L'arnaque fonctionne de la manière suivante : le conducteur effectue une recherche sur Internet pour savoir comment payer ses dettes de péage et accède à des annonces sponsorisées ou des liens partagés sur les réseaux sociaux. Les pages frauduleuses imitent des plateformes légitimes de paiement électronique de péages et, après que l'utilisateur a saisi sa plaque d'immatriculation, elles affichent une prétendue dette impayée.

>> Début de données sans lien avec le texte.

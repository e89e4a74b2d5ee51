use super::index::{NavigableEntry, SearchIndex};

/// Home page sections in layout order. The nav highlight and the search
/// catalog both point at these ids.
pub const HOME_SECTIONS: &[&str] = &["home", "about", "services", "portfolio", "testimonials", "contact"];

pub fn site_catalog() -> SearchIndex {
    let entries = [
        ("Home", "#home", "Pages"),
        ("About Us", "#about", "Pages"),
        ("Our Process", "#about", "Pages"),
        ("Portfolio", "#portfolio", "Pages"),
        ("Testimonials", "#testimonials", "Pages"),
        ("Contact Us", "#contact", "Pages"),
        ("Meet the Team", "/team", "Pages"),
        ("Web Development", "#services", "Services"),
        ("Mobile Apps", "#services", "Services"),
        ("UI/UX Design", "#services", "Services"),
        ("Digital Marketing", "#services", "Services"),
        ("SEO Optimization", "#services", "Services"),
        ("Cloud Hosting & Maintenance", "#services", "Services"),
        ("Nordic Outdoor Store", "#portfolio", "Projects"),
        ("Clinic Booking App", "#portfolio", "Projects"),
        ("Fintech Dashboard", "#portfolio", "Projects"),
        ("Terms of Service", "/terms", "Legal"),
        ("Privacy Policy", "/privacy", "Legal"),
    ];
    SearchIndex::new(
        entries
            .into_iter()
            .map(|(title, target, category)| NavigableEntry::new(title, target, category))
            .collect(),
    )
}

#[cfg(test)]
mod tests {
    use super::*;
    use crate::search::index::Destination;

    #[test]
    fn test_every_anchor_points_at_a_home_section() {
        let index = site_catalog();
        for result in index.search("a").iter().chain(index.search("e").iter()) {
            if let Destination::Anchor(id) = result.entry.destination() {
                assert!(HOME_SECTIONS.contains(&id), "{} points at unknown #{}", result.title(), id);
            }
        }
    }

    #[test]
    fn test_catalog_search_spans_categories() {
        let index = site_catalog();
        let results = index.search("design");
        let categories: Vec<&str> = results.iter().map(|r| r.category()).collect();
        assert_eq!(categories, vec!["Services"]);

        let results = index.search("policy");
        assert_eq!(results.len(), 1);
        assert_eq!(results[0].entry.target, "/privacy");
    }
}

Pour donner une apparence de légitimité, les sites présentent des montants faibles, compatibles avec les tarifs réels de péage, et vont même jusqu'à afficher des données réelles du véhicule consulté. La victime est ensuite amenée à payer via Pix, et l'argent est transféré vers des comptes de « prête-noms », ce qui rend difficile le suivi et la récupération des fonds.
Depuis le 24 août, l'application CNH du Brésil permet désormais de consulter les dettes de péage, offrant une alternative sécurisée aux conducteurs pour vérifier leurs obligations financières.